**Aim of the exercise**. Type out all the records again exactly.

**Given information**.

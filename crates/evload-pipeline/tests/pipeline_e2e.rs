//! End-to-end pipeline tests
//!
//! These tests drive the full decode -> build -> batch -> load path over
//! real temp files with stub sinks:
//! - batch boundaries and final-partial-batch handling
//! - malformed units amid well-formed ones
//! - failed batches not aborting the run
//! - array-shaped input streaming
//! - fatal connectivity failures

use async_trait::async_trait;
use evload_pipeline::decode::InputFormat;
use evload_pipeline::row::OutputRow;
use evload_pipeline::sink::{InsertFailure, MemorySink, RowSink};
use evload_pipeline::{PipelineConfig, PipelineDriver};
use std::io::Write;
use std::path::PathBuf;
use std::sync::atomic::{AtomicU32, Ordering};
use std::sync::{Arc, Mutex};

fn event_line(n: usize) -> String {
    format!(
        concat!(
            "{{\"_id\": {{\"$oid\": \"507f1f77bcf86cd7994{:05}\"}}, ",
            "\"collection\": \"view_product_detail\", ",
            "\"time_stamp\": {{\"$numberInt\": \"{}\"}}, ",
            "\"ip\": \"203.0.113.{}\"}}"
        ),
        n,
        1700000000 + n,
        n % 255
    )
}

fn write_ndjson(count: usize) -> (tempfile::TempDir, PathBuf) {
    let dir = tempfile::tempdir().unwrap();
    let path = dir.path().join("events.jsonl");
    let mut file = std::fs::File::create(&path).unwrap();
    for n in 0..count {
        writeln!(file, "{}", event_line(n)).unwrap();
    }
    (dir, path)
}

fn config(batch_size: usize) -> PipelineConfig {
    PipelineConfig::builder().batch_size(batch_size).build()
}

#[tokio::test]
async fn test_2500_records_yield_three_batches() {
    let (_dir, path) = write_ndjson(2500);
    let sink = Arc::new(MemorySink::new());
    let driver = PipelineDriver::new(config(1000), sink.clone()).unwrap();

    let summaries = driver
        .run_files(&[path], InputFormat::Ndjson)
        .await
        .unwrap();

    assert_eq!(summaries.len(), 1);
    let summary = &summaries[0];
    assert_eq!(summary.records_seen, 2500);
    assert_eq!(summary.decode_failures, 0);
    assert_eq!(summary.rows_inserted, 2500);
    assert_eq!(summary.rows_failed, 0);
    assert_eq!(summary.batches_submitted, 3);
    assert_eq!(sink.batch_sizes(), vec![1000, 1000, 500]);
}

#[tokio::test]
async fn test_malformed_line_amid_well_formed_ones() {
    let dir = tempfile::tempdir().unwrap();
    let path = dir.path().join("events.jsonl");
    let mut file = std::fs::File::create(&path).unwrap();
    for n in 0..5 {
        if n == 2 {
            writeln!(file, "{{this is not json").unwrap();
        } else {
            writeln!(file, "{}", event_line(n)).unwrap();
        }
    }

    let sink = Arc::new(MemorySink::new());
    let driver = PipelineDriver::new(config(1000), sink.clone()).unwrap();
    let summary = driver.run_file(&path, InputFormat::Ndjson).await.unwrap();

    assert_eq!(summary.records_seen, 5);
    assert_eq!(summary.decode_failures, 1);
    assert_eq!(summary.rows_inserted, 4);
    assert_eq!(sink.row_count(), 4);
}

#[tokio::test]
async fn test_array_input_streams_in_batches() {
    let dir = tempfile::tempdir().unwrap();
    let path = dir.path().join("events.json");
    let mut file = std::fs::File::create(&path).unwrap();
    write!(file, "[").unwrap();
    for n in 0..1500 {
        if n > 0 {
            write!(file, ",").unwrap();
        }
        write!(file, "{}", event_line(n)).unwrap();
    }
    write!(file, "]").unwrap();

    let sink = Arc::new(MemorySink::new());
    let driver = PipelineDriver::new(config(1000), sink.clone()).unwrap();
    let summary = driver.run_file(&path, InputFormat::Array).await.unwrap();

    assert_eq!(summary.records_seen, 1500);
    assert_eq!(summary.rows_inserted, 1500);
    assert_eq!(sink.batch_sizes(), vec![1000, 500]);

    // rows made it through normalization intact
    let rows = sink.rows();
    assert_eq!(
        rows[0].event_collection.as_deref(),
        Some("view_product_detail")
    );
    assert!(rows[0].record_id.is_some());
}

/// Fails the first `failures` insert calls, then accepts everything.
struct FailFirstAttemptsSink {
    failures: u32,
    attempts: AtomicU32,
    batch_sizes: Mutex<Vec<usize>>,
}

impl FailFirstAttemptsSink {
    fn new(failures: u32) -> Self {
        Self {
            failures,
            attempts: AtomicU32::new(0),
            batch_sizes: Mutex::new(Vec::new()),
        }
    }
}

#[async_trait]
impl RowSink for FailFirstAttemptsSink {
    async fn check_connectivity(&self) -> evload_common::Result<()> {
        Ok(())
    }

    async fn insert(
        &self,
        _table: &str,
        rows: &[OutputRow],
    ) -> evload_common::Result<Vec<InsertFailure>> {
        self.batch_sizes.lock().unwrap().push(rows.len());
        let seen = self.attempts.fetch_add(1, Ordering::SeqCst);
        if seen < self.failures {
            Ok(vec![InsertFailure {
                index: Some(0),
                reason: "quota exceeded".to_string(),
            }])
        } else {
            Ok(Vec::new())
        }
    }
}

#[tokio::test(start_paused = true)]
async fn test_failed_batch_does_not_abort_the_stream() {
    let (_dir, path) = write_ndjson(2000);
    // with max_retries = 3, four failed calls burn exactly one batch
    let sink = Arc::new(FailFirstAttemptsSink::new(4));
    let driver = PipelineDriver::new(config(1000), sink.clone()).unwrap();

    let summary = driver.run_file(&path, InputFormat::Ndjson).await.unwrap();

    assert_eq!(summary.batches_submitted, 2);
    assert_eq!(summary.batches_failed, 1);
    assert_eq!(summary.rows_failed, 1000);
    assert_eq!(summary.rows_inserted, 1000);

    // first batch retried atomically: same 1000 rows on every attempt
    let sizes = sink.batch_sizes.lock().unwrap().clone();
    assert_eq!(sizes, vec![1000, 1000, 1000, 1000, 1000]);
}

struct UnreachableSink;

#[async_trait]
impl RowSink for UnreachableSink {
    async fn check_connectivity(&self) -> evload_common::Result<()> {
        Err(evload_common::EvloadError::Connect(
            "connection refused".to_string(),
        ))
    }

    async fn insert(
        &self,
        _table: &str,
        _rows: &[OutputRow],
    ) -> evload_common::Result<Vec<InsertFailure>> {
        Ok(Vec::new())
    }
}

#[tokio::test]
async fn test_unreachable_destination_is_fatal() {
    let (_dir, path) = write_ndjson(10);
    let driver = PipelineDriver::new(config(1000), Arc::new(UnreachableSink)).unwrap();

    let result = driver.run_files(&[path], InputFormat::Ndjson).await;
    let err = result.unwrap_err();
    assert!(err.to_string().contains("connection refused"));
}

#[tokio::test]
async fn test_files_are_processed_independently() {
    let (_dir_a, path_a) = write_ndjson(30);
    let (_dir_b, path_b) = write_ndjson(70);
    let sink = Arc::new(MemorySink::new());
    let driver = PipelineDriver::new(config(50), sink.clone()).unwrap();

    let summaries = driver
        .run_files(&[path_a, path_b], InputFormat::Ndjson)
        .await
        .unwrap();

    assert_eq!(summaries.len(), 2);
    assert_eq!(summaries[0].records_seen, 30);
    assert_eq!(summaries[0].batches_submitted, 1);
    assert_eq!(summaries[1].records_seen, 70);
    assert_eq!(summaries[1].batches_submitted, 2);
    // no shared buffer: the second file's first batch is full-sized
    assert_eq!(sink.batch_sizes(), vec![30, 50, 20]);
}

**Task response**.
filename crates/evload-pipeline/tests/pipeline_e2e.rs
//! End-to-end pipeline tests
//!
//! These tests drive the full decode -> build -> batch -> load path over
//! real temp files with stub sinks:
//! - batch boundaries and final-partial-batch handling
//! - malformed units amid well-formed ones
//! - failed batches not aborting the run
//! - array-shaped input streaming
//! - fatal connectivity failures

use async_trait::async_trait;
use evload_pipeline::decode::InputFormat;
use evload_pipeline::row::OutputRow;
use evload_pipeline::sink::{InsertFailure, MemorySink, RowSink};
use evload_pipeline::{PipelineConfig, PipelineDriver};
use std::io::Write;
use std::path::PathBuf;
use std::sync::atomic::{AtomicU32, Ordering};
use std::sync::{Arc, Mutex};

fn event_line(n: usize) -> String {
    format!(
        concat!(
            "{{\"_id\": {{\"$oid\": \"507f1f77bcf86cd7994{:05}\"}}, ",
            "\"collection\": \"view_product_detail\", ",
            "\"time_stamp\": {{\"$numberInt\": \"{}\"}}, ",
            "\"ip\": \"203.0.113.{}\"}}"
        ),
        n,
        1700000000 + n,
        n % 255
    )
}

fn write_ndjson(count: usize) -> (tempfile::TempDir, PathBuf) {
    let dir = tempfile::tempdir().unwrap();
    let path = dir.path().join("events.jsonl");
    let mut file = std::fs::File::create(&path).unwrap();
    for n in 0..count {
        writeln!(file, "{}", event_line(n)).unwrap();
    }
    (dir, path)
}

fn config(batch_size: usize) -> PipelineConfig {
    PipelineConfig::builder().batch_size(batch_size).build()
}

#[tokio::test]
async fn test_2500_records_yield_three_batches() {
    let (_dir, path) = write_ndjson(2500);
    let sink = Arc::new(MemorySink::new());
    let driver = PipelineDriver::new(config(1000), sink.clone()).unwrap();

    let summaries = driver
        .run_files(&[path], InputFormat::Ndjson)
        .await
        .unwrap();

    assert_eq!(summaries.len(), 1);
    let summary = &summaries[0];
    assert_eq!(summary.records_seen, 2500);
    assert_eq!(summary.decode_failures, 0);
    assert_eq!(summary.rows_inserted, 2500);
    assert_eq!(summary.rows_failed, 0);
    assert_eq!(summary.batches_submitted, 3);
    assert_eq!(sink.batch_sizes(), vec![1000, 1000, 500]);
}

#[tokio::test]
async fn test_malformed_line_amid_well_formed_ones() {
    let dir = tempfile::tempdir().unwrap();
    let path = dir.path().join("events.jsonl");
    let mut file = std::fs::File::create(&path).unwrap();
    for n in 0..5 {
        if n == 2 {
            writeln!(file, "{{this is not json").unwrap();
        } else {
            writeln!(file, "{}", event_line(n)).unwrap();
        }
    }

    let sink = Arc::new(MemorySink::new());
    let driver = PipelineDriver::new(config(1000), sink.clone()).unwrap();
    let summary = driver.run_file(&path, InputFormat::Ndjson).await.unwrap();

    assert_eq!(summary.records_seen, 5);
    assert_eq!(summary.decode_failures, 1);
    assert_eq!(summary.rows_inserted, 4);
    assert_eq!(sink.row_count(), 4);
}

#[tokio::test]
async fn test_array_input_streams_in_batches() {
    let dir = tempfile::tempdir().unwrap();
    let path = dir.path().join("events.json");
    let mut file = std::fs::File::create(&path).unwrap();
    write!(file, "[").unwrap();
    for n in 0..1500 {
        if n > 0 {
            write!(file, ",").unwrap();
        }
        write!(file, "{}", event_line(n)).unwrap();
    }
    write!(file, "]").unwrap();

    let sink = Arc::new(MemorySink::new());
    let driver = PipelineDriver::new(config(1000), sink.clone()).unwrap();
    let summary = driver.run_file(&path, InputFormat::Array).await.unwrap();

    assert_eq!(summary.records_seen, 1500);
    assert_eq!(summary.rows_inserted, 1500);
    assert_eq!(sink.batch_sizes(), vec![1000, 500]);

    // rows made it through normalization intact
    let rows = sink.rows();
    assert_eq!(
        rows[0].event_collection.as_deref(),
        Some("view_product_detail")
    );
    assert!(rows[0].record_id.is_some());
}

/// Fails the first `failures` insert calls, then accepts everything.
struct FailFirstAttemptsSink {
    failures: u32,
    attempts: AtomicU32,
    batch_sizes: Mutex<Vec<usize>>,
}

impl FailFirstAttemptsSink {
    fn new(failures: u32) -> Self {
        Self {
            failures,
            attempts: AtomicU32::new(0),
            batch_sizes: Mutex::new(Vec::new()),
        }
    }
}

#[async_trait]
impl RowSink for FailFirstAttemptsSink {
    async fn check_connectivity(&self) -> evload_common::Result<()> {
        Ok(())
    }

    async fn insert(
        &self,
        _table: &str,
        rows: &[OutputRow],
    ) -> evload_common::Result<Vec<InsertFailure>> {
        self.batch_sizes.lock().unwrap().push(rows.len());
        let seen = self.attempts.fetch_add(1, Ordering::SeqCst);
        if seen < self.failures {
            Ok(vec![InsertFailure {
                index: Some(0),
                reason: "quota exceeded".to_string(),
            }])
        } else {
            Ok(Vec::new())
        }
    }
}

#[tokio::test(start_paused = true)]
async fn test_failed_batch_does_not_abort_the_stream() {
    let (_dir, path) = write_ndjson(2000);
    // with max_retries = 3, four failed calls burn exactly one batch
    let sink = Arc::new(FailFirstAttemptsSink::new(4));
    let driver = PipelineDriver::new(config(1000), sink.clone()).unwrap();

    let summary = driver.run_file(&path, InputFormat::Ndjson).await.unwrap();

    assert_eq!(summary.batches_submitted, 2);
    assert_eq!(summary.batches_failed, 1);
    assert_eq!(summary.rows_failed, 1000);
    assert_eq!(summary.rows_inserted, 1000);

    // first batch retried atomically: same 1000 rows on every attempt
    let sizes = sink.batch_sizes.lock().unwrap().clone();
    assert_eq!(sizes, vec![1000, 1000, 1000, 1000, 1000]);
}

struct UnreachableSink;

#[async_trait]
impl RowSink for UnreachableSink {
    async fn check_connectivity(&self) -> evload_common::Result<()> {
        Err(evload_common::EvloadError::Connect(
            "connection refused".to_string(),
        ))
    }

    async fn insert(
        &self,
        _table: &str,
        _rows: &[OutputRow],
    ) -> evload_common::Result<Vec<InsertFailure>> {
        Ok(Vec::new())
    }
}

#[tokio::test]
async fn test_unreachable_destination_is_fatal() {
    let (_dir, path) = write_ndjson(10);
    let driver = PipelineDriver::new(config(1000), Arc::new(UnreachableSink)).unwrap();

    let result = driver.run_files(&[path], InputFormat::Ndjson).await;
    let err = result.unwrap_err();
    assert!(err.to_string().contains("connection refused"));
}

#[tokio::test]
async fn test_files_are_processed_independently() {
    let (_dir_a, path_a) = write_ndjson(30);
    let (_dir_b, path_b) = write_ndjson(70);
    let sink = Arc::new(MemorySink::new());
    let driver = PipelineDriver::new(config(50), sink.clone()).unwrap();

    let summaries = driver
        .run_files(&[path_a, path_b], InputFormat::Ndjson)
        .await
        .unwrap();

    assert_eq!(summaries.len(), 2);
    assert_eq!(summaries[0].records_seen, 30);
    assert_eq!(summaries[0].batches_submitted, 1);
    assert_eq!(summaries[1].records_seen, 70);
    assert_eq!(summaries[1].batches_submitted, 2);
    // no shared buffer: the second file's first batch is full-sized
    assert_eq!(sink.batch_sizes(), vec![30, 50, 20]);
}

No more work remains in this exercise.